16/08/2016

Portas

Na cabeceira da cama, um lindo cartão da adorável ex sogra: Desejo lhe que encontre portas que se abram, ainda que pareçam cerradas".

Todos os dias, antes de dormir, menina escreve no livro da gratidão (recomendado pela ex sogrinha, e, anos antes, pela psicóloga maravilha que teve no Caps) para criar um novo hábito de se concentrar no que deu certo e no que tem. Quando não há novidades, agradece por ter casa, saúde, família e todos estão bem.
Escreve também na agenda da reforma íntima.  Lê o cartão, e se lembra de tudo que viveu, das portas que se abriram.
E se permite sonhar com novas portas e caminhos.

a lavadeira

Noutra vida, com certeza, foi dessas escravas que lavavam roupa na beira do rio.

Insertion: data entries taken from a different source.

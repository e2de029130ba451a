/*
 *  display/drivers/terminal.rs
 *
 *  timeclock - full-screen zener clock
 *  (c) 2020-26 Stuart Hunter
 *
 *  Full-screen terminal surface
 *
 *  This program is free software: you can redistribute it and/or modify
 *  it under the terms of the GNU General Public License as published by
 *  the Free Software Foundation, either version 3 of the License, or
 *  (at your option) any later version.
 *
 *  This program is distributed in the hope that it will be useful,
 *  but WITHOUT ANY WARRANTY; without even the implied warranty of
 *  MERCHANTABILITY or FITNESS FOR A PARTICULAR PURPOSE.  See the
 *  GNU General Public License for more details.
 *
 *  See <http://www.gnu.org/licenses/> to get a copy of the GNU General
 *  Public License.
 *
 */

use std::collections::BTreeMap;
use std::io::{self, Stdout, Write};
use std::time::{Duration, Instant};

use crossterm::style::{Color, Print, SetBackgroundColor, SetForegroundColor};
use crossterm::{ExecutableCommand, QueueableCommand, cursor, event, terminal};
use log::{debug, info};

use crate::display::color::Rgb;
use crate::display::components::pulse::PulseConfig;
use crate::display::error::DisplayError;
use crate::display::field::FieldId;
use crate::display::traits::RenderSurface;

const CLAPPER_GLYPH: &str = "\u{25C6}"; // ◆

// time row: HH:MM:SS cc  Z
const TIME_ROW_WIDTH: u16 = 14;

impl From<Rgb> for Color {
    fn from(c: Rgb) -> Self {
        Color::Rgb { r: c.r, g: c.g, b: c.b }
    }
}

/// Animated move between two offsets from rest position
#[derive(Debug, Clone, Copy)]
struct Motion {
    from: (f32, f32),
    to: (i32, i32),
    started: Instant,
    duration: Duration,
}

impl Motion {
    fn at_rest() -> Self {
        Self { from: (0.0, 0.0), to: (0, 0), started: Instant::now(), duration: Duration::ZERO }
    }

    fn position(&self, now: Instant) -> (f32, f32) {
        let t = if self.duration.is_zero() {
            1.0
        } else {
            (now.saturating_duration_since(self.started).as_secs_f32() / self.duration.as_secs_f32())
                .min(1.0)
        };
        (
            self.from.0 + (self.to.0 as f32 - self.from.0) * t,
            self.from.1 + (self.to.1 as f32 - self.from.1) * t,
        )
    }

    /// Cell offset, rounded
    fn cells(&self, now: Instant) -> (i32, i32) {
        let (x, y) = self.position(now);
        (x.round() as i32, y.round() as i32)
    }
}

/// Top-left cell of every field for a terminal of `cols` x `rows`, shifted
/// by `offset` and clamped on screen
pub fn layout(cols: u16, rows: u16, offset: (i32, i32)) -> BTreeMap<FieldId, (u16, u16)> {
    let cx = cols as i32 / 2;
    let cy = rows as i32 / 2;
    let x0 = cx - TIME_ROW_WIDTH as i32 / 2;

    let rest: [(FieldId, i32, i32); 10] = [
        (FieldId::Date, cx - 5, cy - 2),
        (FieldId::Hour, x0, cy),
        (FieldId::ColonHm, x0 + 2, cy),
        (FieldId::Minute, x0 + 3, cy),
        (FieldId::ColonMs, x0 + 5, cy),
        (FieldId::Second, x0 + 6, cy),
        (FieldId::Centis, x0 + 9, cy),
        (FieldId::Symbol, x0 + 12, cy),
        (FieldId::Clapper, cx, cy + 2),
        (FieldId::ToggleControl, cx - 4, cy + 4),
    ];

    let max_x = cols.saturating_sub(1) as i32;
    let max_y = rows.saturating_sub(1) as i32;
    rest.iter()
        .map(|&(field, x, y)| {
            let x = (x + offset.0).clamp(0, max_x) as u16;
            let y = (y + offset.1).clamp(0, max_y) as u16;
            (field, (x, y))
        })
        .collect()
}

/// Terminal surface
///
/// Setters only touch in-memory state; `flush` redraws the whole face inside
/// one synchronized update so a frame is never shown half-written.
pub struct TerminalSurface<W: Write = Stdout> {
    out: W,
    size: (u16, u16),
    text: BTreeMap<FieldId, String>,
    colors: BTreeMap<FieldId, Rgb>,
    background: Rgb,
    motion: Motion,
    pulse: Option<(PulseConfig, Instant)>,
    owns_terminal: bool,
    closed: bool,
}

impl TerminalSurface<Stdout> {
    /// Take over stdout: raw mode, alternate screen, hidden cursor
    pub fn stdout() -> Result<Self, DisplayError> {
        let size = terminal::size()?;
        terminal::enable_raw_mode()?;
        // from here on Drop puts the terminal back, even on a failed setup
        let mut surface = Self::with_writer(io::stdout(), size);
        surface.owns_terminal = true;
        surface.out.execute(terminal::EnterAlternateScreen)?;
        surface.out.execute(cursor::Hide)?;
        // not every terminal reports focus; the manual pause key covers those
        surface.out.execute(event::EnableFocusChange)?;
        info!("Terminal surface {}x{}", size.0, size.1);
        Ok(surface)
    }
}

impl<W: Write> TerminalSurface<W> {
    /// Draw into any writer without touching terminal modes
    pub fn with_writer(out: W, size: (u16, u16)) -> Self {
        Self {
            out,
            size,
            text: BTreeMap::new(),
            colors: BTreeMap::new(),
            background: Rgb::BLACK,
            motion: Motion::at_rest(),
            pulse: None,
            owns_terminal: false,
            closed: false,
        }
    }

    pub fn resize(&mut self, cols: u16, rows: u16) {
        debug!("Terminal resized to {}x{}", cols, rows);
        self.size = (cols, rows);
    }

    pub fn size(&self) -> (u16, u16) {
        self.size
    }

    pub fn writer(&self) -> &W {
        &self.out
    }

    /// Current offset from rest, mid-animation values included
    pub fn offset_at(&self, now: Instant) -> (i32, i32) {
        self.motion.cells(now)
    }

    /// Leave the alternate screen and give the terminal back
    pub fn restore(&mut self) {
        if self.closed {
            return;
        }
        self.closed = true;
        if self.owns_terminal {
            let _ = self.out.execute(event::DisableFocusChange);
            let _ = self.out.execute(cursor::Show);
            let _ = self.out.execute(terminal::LeaveAlternateScreen);
            let _ = terminal::disable_raw_mode();
            let _ = self.out.flush();
        }
    }

    fn clapper_color(&self, now: Instant) -> Rgb {
        let base = self.colors.get(&FieldId::Clapper).copied().unwrap_or(Rgb::WHITE);
        match self.pulse {
            Some((cfg, started)) => {
                let frame = cfg.sample(now.saturating_duration_since(started));
                self.background.blend(base, frame.alpha)
            }
            None => base,
        }
    }

    fn draw(&mut self, now: Instant) -> io::Result<()> {
        let (cols, rows) = self.size;
        let positions = layout(cols, rows, self.offset_at(now));

        self.out.queue(terminal::BeginSynchronizedUpdate)?;
        self.out.queue(SetBackgroundColor(self.background.into()))?;
        self.out.queue(terminal::Clear(terminal::ClearType::All))?;

        for (field, &(x, y)) in &positions {
            let (text, color) = match field {
                FieldId::Clapper if self.pulse.is_some() => (CLAPPER_GLYPH, self.clapper_color(now)),
                FieldId::Clapper => continue,
                _ => match self.text.get(field) {
                    Some(text) => (
                        text.as_str(),
                        self.colors.get(field).copied().unwrap_or(Rgb::WHITE),
                    ),
                    None => continue,
                },
            };
            self.out.queue(cursor::MoveTo(x, y))?;
            self.out.queue(SetForegroundColor(color.into()))?;
            self.out.queue(Print(text))?;
        }

        self.out.queue(terminal::EndSynchronizedUpdate)?;
        self.out.flush()
    }
}

impl<W: Write> RenderSurface for TerminalSurface<W> {
    fn set_text(&mut self, field: FieldId, text: &str) -> Result<(), DisplayError> {
        if self.closed {
            return Err(DisplayError::Closed);
        }
        match self.text.get_mut(&field) {
            Some(existing) if existing == text => {}
            Some(existing) => {
                existing.clear();
                existing.push_str(text);
            }
            None => {
                self.text.insert(field, text.to_string());
            }
        }
        Ok(())
    }

    fn set_color(&mut self, field: FieldId, color: Rgb) -> Result<(), DisplayError> {
        if self.closed {
            return Err(DisplayError::Closed);
        }
        self.colors.insert(field, color);
        Ok(())
    }

    fn set_background(&mut self, color: Rgb) -> Result<(), DisplayError> {
        if self.closed {
            return Err(DisplayError::Closed);
        }
        self.background = color;
        Ok(())
    }

    fn apply_transform(&mut self, dx: i32, dy: i32, duration: Duration) -> Result<(), DisplayError> {
        if self.closed {
            return Err(DisplayError::Closed);
        }
        let now = Instant::now();
        // animate from wherever the face is right now
        self.motion = Motion { from: self.motion.position(now), to: (dx, dy), started: now, duration };
        Ok(())
    }

    fn start_pulse(&mut self, pulse: &PulseConfig) -> Result<(), DisplayError> {
        self.pulse = Some((*pulse, Instant::now()));
        Ok(())
    }

    fn flush(&mut self) -> Result<(), DisplayError> {
        if self.closed {
            return Err(DisplayError::Closed);
        }
        self.draw(Instant::now())?;
        Ok(())
    }
}

impl<W: Write> Drop for TerminalSurface<W> {
    fn drop(&mut self) {
        self.restore();
    }
}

Daquelas que quaravam a roupa até ficarem imensamente brancas.  Só pode ser isso, porque a única coisa que faz bem na vida é cuidar que a roupa esteja limpa. Infernizou os filhos e hoje inferniza a neta para que não suje a roupa demais, para não encardir.
Lava roupa todo dia, várias vezes. Faz questão  de lavar várias na mão para ter do que reclamar "to cansada, esfreguei a roupa toda na mão".
Esfregou porque quis, já que para isso existe máquina.
Na infância, esfregava roupa muito suja no nariz de menina, para que a criança aprendesse que uma roupa imaculada era mais importante que brincar e ser feliz naquela miséria extrema de bairro sem asfalto, casa sem piso, quintal de poeira esvoaçante, onde já se viu brincar sem sujar?

Além de se ocupar da lavanderia, outra habilidade excepcional é mandar gente embora.
" toda sexta feira, minha neta, melhor ir embora para a casa da sua mãe e me dá um pouco de paz"
No passado, era:  VOU SUMIR E DEIXAR VOCÊS AQUI POR CONTA DE SEU PAI. PODE PEGAR AS TROUXAS E IR LÁ PARA A CASA DELE"

SER MANDADA EMBORA SEMPRE FOI O INFERNO. Menina cresceu com esse sentimento infinito de não pertencimento, se ser tal qual um cão escorraçado.

Mas sempre voltava. Ia morar com namorado, com o pai, com a meio irmã, com o marido, mas sempre voltou. Nunca fechou as portas. Sempre voltou para esse não-lar ao qual nunca sentiu pertencimento.

Conselho sábio de amiga querida:

"pois é, tem que deixar essa bobagem de querer salvar os outros".